Examiner wins investigative gold at annual press awards

Don Dodd, Sharon Brooks, Chad Cooper, Jennifer Johnson, Joshua Cobb, Kevin King

When the Press Club of Southeast Texas opens entries for the best investigative reports, eligible candidates from Southeast Texas’ daily newspapers, non-daily newspapers and magazines vie for the coveted honor of earning top distinction. At a ceremony held Friday, June 8, The Examiner secured both the first and second place awards in the highly competitive category.

City Editor Sharon Brooks won first place for “Predatory Lending,” an article that exposed lending companies that initially contact property owners offering “relief” to those delinquent on taxes while foreclosing on homes all over Jefferson County. Brooks’ report revealed more than 40 lawsuits filed against local residents over the prior four years representing millions of dollars in assets on the line.

Supported by court data, homeowner accounts, attorney viewpoints, and even commentary from elected officials, with first-hand accounts coupled with verifiable evidence, Brooks’ article highlighted the problem.

Thanks to Brooks, the community is aware. In addition to the local Press Club award, “Predatory Lending” also garnered a second place designation for Investigative/Special Reports at the National Newspaper Association awards.

The second place investigative story was Supervising Editor Jennifer Johnson’s “Unbelievable,” an article delving into residency status – or lack thereof – of Beaumont mayoral candidate Hani Tohme.

Johnson also took first place for Best Feature Story in a non-daily.  Ella “Faye” Ford Woodsmall never intended to make history, but she did. As the first female officer to make the force, she was a pioneer at the Beaumont Police Department, serving as a “she-ro” and role model for little girls who wanted to pursue the same career path. And Woodsmall did it all for her children. 

Brooks again shined in the open category Special Reports with “Dying to Get High” earning another first-place award, with “Unregistered Sex Offenders” taking second and “The Deception” rounding out the top three.

Sports and entertainment Editor Chad Cooper with a first place in the Sports Column category and his phenomenal High School Football magazine took third place honors for Special Publications at the local Press Club award ceremony, eclipsed by the first-place national award given to the same annual magazine.

And then there were more. The Examiner and its staff was also awarded first place for Overall Excellence and various other awards in news, business, features, faith-based, and environmental writing categories; a second place for Harvey coverage even when competing with all media, TV included; and awards for page layout and design, editorials and photography.

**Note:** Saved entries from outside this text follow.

use bevy::prelude::*;

use crate::combat::components::{HitTilt, Stats};
use crate::combat::events::DamageEvent;
use crate::enemies::components::{Enemy, ENEMY_TURN_DEGREES_PER_SEC};
use crate::movement::components::{from_xz, to_xz, MotionState};
use crate::player::components::Player;

/// Turn `current` toward `target` by at most `max_angle` radians.
fn rotate_towards(current: Quat, target: Quat, max_angle: f32) -> Quat {
    let angle = current.angle_between(target);
    if angle <= max_angle || angle == 0.0 {
        return target;
    }
    current.slerp(target, max_angle / angle)
}

/// Walk toward the player until inside attack range.
/// Enemies in knockback or dead do not move; a hit tilt suppresses turning.
#[allow(clippy::type_complexity)]
pub fn enemy_chase_system(
    time: Res<Time>,
    player_query: Query<&Transform, With<Player>>,
    mut enemy_query: Query<
        (&mut Transform, &mut MotionState, &Stats, &Enemy, Option<&HitTilt>),
        Without<Player>,
    >,
    mut warned: Local<bool>,
) {
    let Ok(player_transform) = player_query.single() else {
        if !*warned {
            warn!("enemy chase skipped: no player in the world");
            *warned = true;
        }
        return;
    };
    let player_pos = from_xz(player_transform.translation);
    let dt = time.delta_secs();

    for (mut transform, mut motion, stats, enemy, tilt) in enemy_query.iter_mut() {
        if !motion.accepts_input() {
            continue;
        }

        let offset = player_pos - from_xz(transform.translation);
        if offset.length() <= enemy.attack_range {
            *motion = MotionState::Idle;
            continue;
        }

        let direction = to_xz(offset.normalize_or_zero());
        transform.translation += direction * stats.move_speed * dt;
        *motion = MotionState::Moving(direction);

        if tilt.is_none() && direction != Vec3::ZERO {
            let facing = Transform::IDENTITY.looking_to(direction, Vec3::Y).rotation;
            transform.rotation = rotate_towards(
                transform.rotation,
                facing,
                ENEMY_TURN_DEGREES_PER_SEC.to_radians() * dt,
            );
        }
    }
}

/// Swing at the player when in range and off cooldown.
#[allow(clippy::type_complexity)]
pub fn enemy_attack_system(
    time: Res<Time>,
    player_query: Query<(Entity, &Transform, &Stats), With<Player>>,
    mut enemy_query: Query<(Entity, &Transform, &Stats, &MotionState, &mut Enemy), Without<Player>>,
    mut damage_events: MessageWriter<DamageEvent>,
) {
    let Ok((player, player_transform, player_stats)) = player_query.single() else {
        return;
    };
    let dt = time.delta_secs();

    for (entity, transform, stats, motion, mut enemy) in enemy_query.iter_mut() {
        if motion.is_dead() {
            continue;
        }
        enemy.attack_cooldown.tick(dt);

        if !motion.accepts_input() || !player_stats.is_alive() || !enemy.attack_cooldown.is_ready() {
            continue;
        }

        let distance = from_xz(transform.translation).distance(from_xz(player_transform.translation));
        if distance > enemy.attack_range {
            continue;
        }

        damage_events.write(DamageEvent::with_source(
            player,
            stats.damage,
            entity,
            transform.translation,
        ));
        let interval = enemy.attack_interval;
        enemy.attack_cooldown.trigger(interval);
    }
}
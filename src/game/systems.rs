use bevy::prelude::*;

use crate::camera::components::CameraRig;
use crate::combat::components::{ActorKind, HitReaction, Hitbox, Invincibility, Stats};
use crate::enemies::components::Enemy;
use crate::experience::components::{ExperienceGem, LevelProgress};
use crate::game::events::EnemyDiedEvent;
use crate::game::resources::{PlayerLoadout, PlayerPosition, RunStats};
use crate::movement::components::{Facing, KnockbackSettings, Locomotion, MotionState};
use crate::player::components::*;
use crate::states::*;
use crate::waves::events::WaveEvent;
use crate::weapons::components::{DamageBeam, SlashAttack, ThrownAxe};

/// Components of a fresh player at the arena centre.
pub fn player_bundle(loadout: &PlayerLoadout) -> impl Bundle {
    (
        (
            Name::new("Player"),
            Player,
            PlayerIntent::default(),
            Transform::default(),
            ActorKind::Player,
            Stats::new(100.0, 0.0, 5.0, 1.0),
        ),
        (
            MotionState::default(),
            Locomotion::default(),
            Facing::default(),
            Dash::default(),
            loadout.dash,
            Invincibility::default(),
        ),
        (
            Hitbox::new(0.5),
            HitReaction::player(),
            KnockbackSettings::player(),
            Regeneration(0.0),
            LevelProgress::default(),
            loadout.arsenal.clone(),
        ),
    )
}

pub fn setup_game(mut commands: Commands, loadout: Res<PlayerLoadout>) {
    commands.spawn(player_bundle(&loadout));
    commands.insert_resource(PlayerPosition::default());
    commands.insert_resource(RunStats::default());
    info!("game started");
}

/// Escape leaves the game (or the game-over screen) for the intro.
pub fn game_input(
    keyboard_input: Res<ButtonInput<KeyCode>>,
    mut next_state: ResMut<NextState<GameState>>,
) {
    if keyboard_input.just_pressed(KeyCode::Escape) {
        next_state.set(GameState::Intro);
    }
}

/// Tally kills, cleared waves and play time.
pub fn track_run_stats_system(
    time: Res<Time>,
    mut stats: ResMut<RunStats>,
    mut enemy_died_events: MessageReader<EnemyDiedEvent>,
    mut wave_events: MessageReader<WaveEvent>,
) {
    stats.elapsed += time.delta_secs();
    stats.kills += enemy_died_events.read().count() as u32;

    for event in wave_events.read() {
        match event {
            WaveEvent::WaveCleared(_) => stats.waves_cleared += 1,
            WaveEvent::AllWavesFinished => stats.all_waves_finished = true,
            WaveEvent::WaveStarted(_) => {}
        }
    }
}

/// Remove every gameplay entity when returning to the intro.
#[allow(clippy::type_complexity)]
pub fn cleanup_game(
    mut commands: Commands,
    query: Query<
        Entity,
        Or<(
            With<Player>,
            With<Enemy>,
            With<ExperienceGem>,
            With<SlashAttack>,
            With<ThrownAxe>,
            With<DamageBeam>,
            With<CameraRig>,
        )>,
    >,
) {
    for entity in query.iter() {
        if let Ok(mut entity_commands) = commands.get_entity(entity) {
            entity_commands.despawn();
        }
    }
}
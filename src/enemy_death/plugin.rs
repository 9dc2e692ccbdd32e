use bevy::prelude::*;

use crate::combat::systems::apply_damage_system;
use crate::enemy_death::systems::*;
use crate::game::events::{EnemyDiedEvent, LootDropEvent};
use crate::game::sets::GameSet;
use crate::rng::GameRng;
use crate::states::*;

pub fn plugin(app: &mut App) {
    app.add_message::<EnemyDiedEvent>()
        .add_message::<LootDropEvent>()
        .init_resource::<GameRng>()
        .add_systems(
            Update,
            begin_death_sequence_system
                .after(apply_damage_system)
                .in_set(GameSet::Combat)
                .run_if(in_state(GameState::InGame)),
        )
        .add_systems(
            Update,
            advance_death_sequence_system
                .in_set(GameSet::Cleanup)
                .run_if(in_state(GameState::InGame)),
        );
}
use bevy::prelude::*;

use crate::enemies::components::EnemyArchetype;
use crate::game::config::{non_negative, ConfigError, Result};

/// One batch of enemies: `enemy_count` spawns of `archetype`, one every
/// `spawn_interval` seconds, then an optional quiet period.
#[derive(Debug, Clone, PartialEq)]
pub struct Wave {
    pub archetype: EnemyArchetype,
    pub spawn_interval: f32,
    pub enemy_count: u32,
    pub post_wave_duration: f32,
}

impl Wave {
    pub fn new(archetype: EnemyArchetype, enemy_count: u32, spawn_interval: f32) -> Self {
        Self {
            archetype,
            spawn_interval,
            enemy_count,
            post_wave_duration: 0.0,
        }
    }

    pub fn with_post_wave_duration(mut self, secs: f32) -> Self {
        self.post_wave_duration = secs;
        self
    }

    fn validate(&self, wave: usize) -> Result<()> {
        if self.spawn_interval <= 0.0 || self.spawn_interval.is_nan() {
            return Err(ConfigError::WaveInterval {
                wave,
                value: self.spawn_interval,
            });
        }
        if self.post_wave_duration < 0.0 || self.post_wave_duration.is_nan() {
            return Err(ConfigError::WaveDuration {
                wave,
                value: self.post_wave_duration,
            });
        }
        self.archetype.validate()
    }
}

/// Wave list used when nothing else is configured.
pub fn default_waves() -> Vec<Wave> {
    vec![
        Wave::new(EnemyArchetype::grunt(), 5, 1.0).with_post_wave_duration(3.0),
        Wave::new(EnemyArchetype::grunt(), 10, 0.6).with_post_wave_duration(3.0),
        Wave::new(EnemyArchetype::brute(), 3, 2.0).with_post_wave_duration(4.0),
        Wave::new(EnemyArchetype::grunt(), 20, 0.3),
    ]
}

/// Where the sequencer is inside the wave list.
#[derive(Debug, Clone, Copy, PartialEq)]
pub enum WavePhase {
    /// Not advanced yet
    Pending,
    /// Spawning wave `wave`; `wait` is the time left before the next step
    Spawning { wave: usize, spawned: u32, wait: f32 },
    /// Quiet period after wave `wave`
    Waiting { wave: usize, remaining: f32 },
    Finished,
}

/// Something that happened during one `advance` call, in order.
#[derive(Debug, Clone, Copy, PartialEq, Eq)]
pub enum WaveStep {
    Started(usize),
    Spawn(usize),
    Cleared(usize),
    AllFinished,
}

/// Runs the wave list in strict order.
///
/// Each spawn is followed by a full `spawn_interval` wait (including the last
/// one in a wave), then the wave's `post_wave_duration`. Time left over after
/// a step carries into the next one, so the cadence does not depend on the
/// frame rate.
#[derive(Resource, Debug, Clone)]
pub struct WaveSequencer {
    waves: Vec<Wave>,
    spawn_radius: f32,
    phase: WavePhase,
}

impl WaveSequencer {
    pub fn new(waves: Vec<Wave>, spawn_radius: f32) -> Result<Self> {
        for (index, wave) in waves.iter().enumerate() {
            wave.validate(index)?;
        }
        non_negative("spawn radius", spawn_radius)?;
        Ok(Self {
            waves,
            spawn_radius,
            phase: WavePhase::Pending,
        })
    }

    pub fn waves(&self) -> &[Wave] {
        &self.waves
    }

    pub fn spawn_radius(&self) -> f32 {
        self.spawn_radius
    }

    pub fn phase(&self) -> WavePhase {
        self.phase
    }

    /// Index of the wave in progress (equals the wave count once finished).
    pub fn wave_index(&self) -> usize {
        match self.phase {
            WavePhase::Pending => 0,
            WavePhase::Spawning { wave, .. } | WavePhase::Waiting { wave, .. } => wave,
            WavePhase::Finished => self.waves.len(),
        }
    }

    pub fn spawned_in_wave(&self) -> u32 {
        match self.phase {
            WavePhase::Spawning { spawned, .. } => spawned,
            WavePhase::Waiting { wave, .. } => self.waves[wave].enemy_count,
            WavePhase::Pending | WavePhase::Finished => 0,
        }
    }

    pub fn is_finished(&self) -> bool {
        self.phase == WavePhase::Finished
    }

    /// Rewind to before the first wave, keeping the wave list and radius.
    pub fn restart(&mut self) {
        self.phase = WavePhase::Pending;
    }

    /// Run the sequencer forward by `delta_secs` and report every step taken.
    pub fn advance(&mut self, delta_secs: f32) -> Vec<WaveStep> {
        let mut steps = Vec::new();
        let mut budget = delta_secs.max(0.0);

        loop {
            match self.phase {
                WavePhase::Finished => break,
                WavePhase::Pending => self.start_wave(0, &mut steps),
                WavePhase::Spawning {
                    wave,
                    spawned,
                    wait,
                } => {
                    if wait > budget {
                        self.phase = WavePhase::Spawning {
                            wave,
                            spawned,
                            wait: wait - budget,
                        };
                        break;
                    }
                    budget -= wait;

                    let current = &self.waves[wave];
                    if spawned < current.enemy_count {
                        steps.push(WaveStep::Spawn(wave));
                        self.phase = WavePhase::Spawning {
                            wave,
                            spawned: spawned + 1,
                            wait: current.spawn_interval,
                        };
                    } else {
                        steps.push(WaveStep::Cleared(wave));
                        if current.post_wave_duration > 0.0 {
                            self.phase = WavePhase::Waiting {
                                wave,
                                remaining: current.post_wave_duration,
                            };
                        } else {
                            self.start_wave(wave + 1, &mut steps);
                        }
                    }
                }
                WavePhase::Waiting { wave, remaining } => {
                    if remaining > budget {
                        self.phase = WavePhase::Waiting {
                            wave,
                            remaining: remaining - budget,
                        };
                        break;
                    }
                    budget -= remaining;
                    self.start_wave(wave + 1, &mut steps);
                }
            }
        }

        steps
    }

    fn start_wave(&mut self, wave: usize, steps: &mut Vec<WaveStep>) {
        if wave >= self.waves.len() {
            self.phase = WavePhase::Finished;
            steps.push(WaveStep::AllFinished);
        } else {
            self.phase = WavePhase::Spawning {
                wave,
                spawned: 0,
                wait: 0.0,
            };
            steps.push(WaveStep::Started(wave));
        }
    }
}

impl Default for WaveSequencer {
    fn default() -> Self {
        Self {
            waves: default_waves(),
            spawn_radius: 10.0,
            phase: WavePhase::Pending,
        }
    }
}
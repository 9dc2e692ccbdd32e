use bevy::prelude::*;

use crate::game::resources::PlayerPosition;
use crate::movement::components::to_xz;
use crate::rng::GameRng;
use crate::waves::events::WaveEvent;
use crate::waves::resources::{WaveSequencer, WaveStep};

/// Advance the wave sequencer and spawn its enemies around the player.
pub fn wave_spawning_system(
    mut commands: Commands,
    time: Res<Time>,
    sequencer: Option<ResMut<WaveSequencer>>,
    player_position: Res<PlayerPosition>,
    mut rng: ResMut<GameRng>,
    mut wave_events: MessageWriter<WaveEvent>,
    mut warned: Local<bool>,
) {
    let Some(mut sequencer) = sequencer else {
        if !*warned {
            warn!("wave spawning skipped: no wave sequencer configured");
            *warned = true;
        }
        return;
    };
    if sequencer.is_finished() {
        return;
    }

    let anchor = to_xz(player_position.0);
    for step in sequencer.advance(time.delta_secs()) {
        match step {
            WaveStep::Started(wave) => {
                let current = &sequencer.waves()[wave];
                info!(
                    "wave {} started: {} x {}",
                    wave + 1,
                    current.enemy_count,
                    current.archetype.name
                );
                wave_events.write(WaveEvent::WaveStarted(wave));
            }
            WaveStep::Spawn(wave) => {
                let offset = rng.point_in_disk(sequencer.spawn_radius());
                let position = anchor + to_xz(offset);
                commands.spawn(sequencer.waves()[wave].archetype.bundle(position));
            }
            WaveStep::Cleared(wave) => {
                info!("wave {} finished spawning", wave + 1);
                wave_events.write(WaveEvent::WaveCleared(wave));
            }
            WaveStep::AllFinished => {
                info!("all waves finished");
                wave_events.write(WaveEvent::AllWavesFinished);
            }
        }
    }
}

/// Start every new game from the first wave.
pub fn restart_waves_system(sequencer: Option<ResMut<WaveSequencer>>) {
    if let Some(mut sequencer) = sequencer {
        sequencer.restart();
    }
}
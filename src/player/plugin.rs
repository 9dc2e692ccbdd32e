use bevy::prelude::*;

use crate::combat::systems::apply_damage_system;
use crate::game::events::GameOverEvent;
use crate::game::sets::GameSet;
use crate::player::events::DashEvent;
use crate::player::systems::*;
use crate::states::GameState;

pub fn plugin(app: &mut App) {
    app.add_message::<DashEvent>()
        .add_message::<GameOverEvent>()
        .add_systems(
            Update,
            (
                read_keyboard_input.run_if(resource_exists::<ButtonInput<KeyCode>>),
                dash_recovery_system,
                dash_trigger_system,
            )
                .chain()
                .in_set(GameSet::Input)
                .run_if(in_state(GameState::InGame)),
        )
        .add_systems(
            Update,
            dash_motion_system
                .in_set(GameSet::Movement)
                .run_if(in_state(GameState::InGame)),
        )
        .add_systems(
            Update,
            (
                regeneration_system.before(apply_damage_system),
                handle_player_death_system.after(apply_damage_system),
            )
                .in_set(GameSet::Combat)
                .run_if(in_state(GameState::InGame)),
        )
        .add_systems(
            Update,
            clear_intent_edges
                .in_set(GameSet::Cleanup)
                .run_if(in_state(GameState::InGame)),
        );
}
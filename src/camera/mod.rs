pub mod components;
pub mod plugin;
pub mod systems;

pub use components::{smooth_damp, CameraRig, Shake};
pub use plugin::plugin;
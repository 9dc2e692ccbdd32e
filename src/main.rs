use std::time::Duration;

use arena_survivor::game::config::{non_negative, positive, ConfigError};
use arena_survivor::game_plugin;
use arena_survivor::player::systems::dash_trigger_system;
use arena_survivor::prelude::*;
use bevy::app::ScheduleRunnerPlugin;
use bevy::log::{Level, LogPlugin};
use bevy::state::app::StatesPlugin;
use bevy::time::TimeUpdateStrategy;
use clap::Parser;

/// Headless arena run: the player is driven by a simple autopilot until the
/// time limit, a game over, or the last wave is cleared.
#[derive(Parser, Debug)]
#[command(name = "arena-survivor")]
#[command(about = "Run the arena simulation without a window", long_about = None)]
struct Args {
    /// Seed for spawn points, loot rolls and camera shake
    #[arg(long, default_value_t = 7)]
    seed: u64,

    /// Simulated seconds before stopping
    #[arg(long, default_value_t = 120.0)]
    seconds: f32,

    /// Fixed frame step in seconds
    #[arg(long, default_value_t = 1.0 / 60.0)]
    dt: f32,

    /// Radius around the player where enemies appear
    #[arg(long, default_value_t = 10.0)]
    spawn_radius: f32,

    /// Leave the player standing still
    #[arg(long)]
    no_autopilot: bool,

    /// Log debug traces (rejected dashes, ignored hits)
    #[arg(short, long)]
    verbose: bool,
}

#[derive(Resource, Debug, Clone, PartialEq)]
struct SimulationConfig {
    seed: u64,
    seconds: f32,
    dt: f32,
    spawn_radius: f32,
    autopilot: bool,
    verbose: bool,
}

impl SimulationConfig {
    fn validate(&self) -> Result<(), ConfigError> {
        positive("dt", self.dt)?;
        positive("seconds", self.seconds)?;
        non_negative("spawn radius", self.spawn_radius)
    }
}

impl From<Args> for SimulationConfig {
    fn from(args: Args) -> Self {
        Self {
            seed: args.seed,
            seconds: args.seconds,
            dt: args.dt,
            spawn_radius: args.spawn_radius,
            autopilot: !args.no_autopilot,
            verbose: args.verbose,
        }
    }
}

/// Kite away from the closest enemy, aim at it, and dash through it when cornered.
fn autopilot_system(
    mut player_query: Query<(&Transform, &mut PlayerIntent), With<Player>>,
    enemy_query: Query<&Transform, (With<Enemy>, With<Hitbox>, Without<Player>)>,
) {
    let Ok((transform, mut intent)) = player_query.single_mut() else {
        return;
    };
    let here = from_xz(transform.translation);

    let nearest = enemy_query
        .iter()
        .map(|enemy| from_xz(enemy.translation) - here)
        .min_by(|a, b| a.length_squared().total_cmp(&b.length_squared()));

    let Some(offset) = nearest else {
        intent.movement = Vec2::ZERO;
        intent.aim = None;
        return;
    };

    let distance = offset.length();
    let toward = offset.normalize_or_zero();
    intent.aim = Some(to_xz(toward));
    intent.movement = if distance < 3.0 {
        (-toward + toward.perp() * 0.5).normalize_or_zero()
    } else {
        toward.perp()
    };
    if distance < 1.2 {
        intent.dash = true;
    }
}

fn exit_system(
    config: Res<SimulationConfig>,
    run_stats: Res<RunStats>,
    state: Res<State<GameState>>,
    enemy_query: Query<&MotionState, With<Enemy>>,
    player_query: Query<(&Stats, &LevelProgress), With<Player>>,
    mut exit: MessageWriter<AppExit>,
    mut done: Local<bool>,
) {
    if *done {
        return;
    }

    let enemies_alive = enemy_query.iter().filter(|motion| !motion.is_dead()).count();
    let reason = if *state.get() == GameState::GameOver {
        "player died"
    } else if run_stats.all_waves_finished && enemies_alive == 0 {
        "all waves cleared"
    } else if run_stats.elapsed >= config.seconds {
        "time limit reached"
    } else {
        return;
    };

    let (health, level) = player_query
        .single()
        .map(|(stats, progress)| (stats.current_health(), progress.level()))
        .unwrap_or((0.0, 0));
    info!(
        "run over ({}): {:.1}s survived, {} kills, {} waves cleared, level {}, health {:.0}",
        reason, run_stats.elapsed, run_stats.kills, run_stats.waves_cleared, level, health
    );

    *done = true;
    exit.write(AppExit::Success);
}

/// Everything but the frame loop and logging, so tests can drive the app by hand.
fn add_simulation(app: &mut App, config: &SimulationConfig) -> Result<(), ConfigError> {
    config.validate()?;
    let waves = WaveSequencer::new(default_waves(), config.spawn_radius)?;
    let loadout = PlayerLoadout::default();
    loadout.validate()?;

    app.insert_resource(TimeUpdateStrategy::ManualDuration(Duration::from_secs_f32(
        config.dt,
    )))
    .insert_state(GameState::InGame)
    .add_plugins(game_plugin)
    .insert_resource(GameRng::seeded(config.seed))
    .insert_resource(waves)
    .insert_resource(loadout)
    .insert_resource(config.clone())
    .add_systems(Update, exit_system.after(GameSet::Cleanup));

    if config.autopilot {
        app.add_systems(
            Update,
            autopilot_system
                .in_set(GameSet::Input)
                .before(dash_trigger_system)
                .run_if(in_state(GameState::InGame)),
        );
    }
    Ok(())
}

fn build_app(config: &SimulationConfig) -> Result<App, ConfigError> {
    let mut app = App::new();
    app.add_plugins((
        MinimalPlugins.set(ScheduleRunnerPlugin::run_loop(Duration::ZERO)),
        StatesPlugin,
        LogPlugin {
            level: if config.verbose { Level::DEBUG } else { Level::INFO },
            ..default()
        },
    ));
    add_simulation(&mut app, config)?;
    Ok(app)
}

fn main() -> Result<(), ConfigError> {
    let config = SimulationConfig::from(Args::parse());
    let mut app = build_app(&config)?;
    app.run();
    Ok(())
}
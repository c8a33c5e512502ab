use anyhow::{Context, Result};
use clap::Parser;
use shelftag_core::PipelineConfig;
use shelftag_ocr::{MockDetector, MockRecognizer, ShelfPipeline};
use shelftag_storage::ArtifactStore;
use tracing_subscriber::EnvFilter;

mod cli;
mod commands;

use cli::{Args, Commands};

#[tokio::main]
async fn main() -> Result<()> {
    tracing_subscriber::fmt()
        .with_env_filter(EnvFilter::try_from_default_env().unwrap_or_else(|_| EnvFilter::new("info")))
        .with_writer(std::io::stderr)
        .init();

    let args = Args::parse();

    let config = match &args.config {
        Some(path) => PipelineConfig::load(path)
            .with_context(|| format!("loading config {}", path.display()))?,
        None => PipelineConfig::default(),
    };
    config.validate()?;

    let store = ArtifactStore::new(&args.root);

    // TODO: load a model-backed Detector and OcrBackend from the config once one is
    // packaged; the mocks find no tags and read no text.
    let pipeline = ShelfPipeline::new(MockDetector::default(), MockRecognizer::default(), config.clone());

    match args.command {
        Commands::Version => {
            println!("shelftag {}", env!("CARGO_PKG_VERSION"));
        }
        Commands::Detect { split } => {
            commands::detect(&store, &pipeline, &split).await?;
        }
        Commands::Crop { split } => {
            commands::crop(&store, &config, &split).await?;
        }
        Commands::Ocr { split } => {
            commands::ocr(&store, &pipeline, &split).await?;
        }
        Commands::Run { split } => {
            commands::run(&store, &pipeline, &split).await?;
        }
        Commands::Structure { split } => {
            commands::structure(&store, &split).await?;
        }
        Commands::Evaluate { split, ground_truth, output } => {
            commands::evaluate(&store, &split, &ground_truth, output.as_deref()).await?;
        }
    }
    Ok(())
}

Southeast Texas Vital Signs won top honors in the magazine category with first place for Overall Excellence. Vital Signs is The Examiner’s medical journal covering important topics that impact Southeast Texans’ health and well-being. Beaumont Business Journal and Southeast Texas Vital Signs Editor Kevin King also won first place awards for News in a Magazine and for Best Business Story in Vital Signs competing against all print media in an open category, and second place magazine feature story.

King’s award-winning news article featured in Vital Signs, “Blocking Out the Pain,” describes in detail an innovative medical procedure at Baptist Hospital that could alleviate pain associated with migraine headaches. King’s interviews with medical professionals, one of whom suffers from migraines himself following head trauma, offer insight into the procedure and its effects from first-hand points of view.

King won Best Business Story for the Vital Signs article “Meet the Medics,” which introduced readers to Acadian Ambulance paramedics, who granted a glimpse into their field with personal accounts of on-the-job encounters. Interviews with the medics revealed difficulties and triumphs they have experienced while performing their emotionally charged jobs as first responders. The piece provides those considering the job its pros and cons from real paramedics who are on the job every day – and every night, one of whom said, “If you’re looking for a Monday-Friday, 8-5 gig, you’re in the wrong spot.”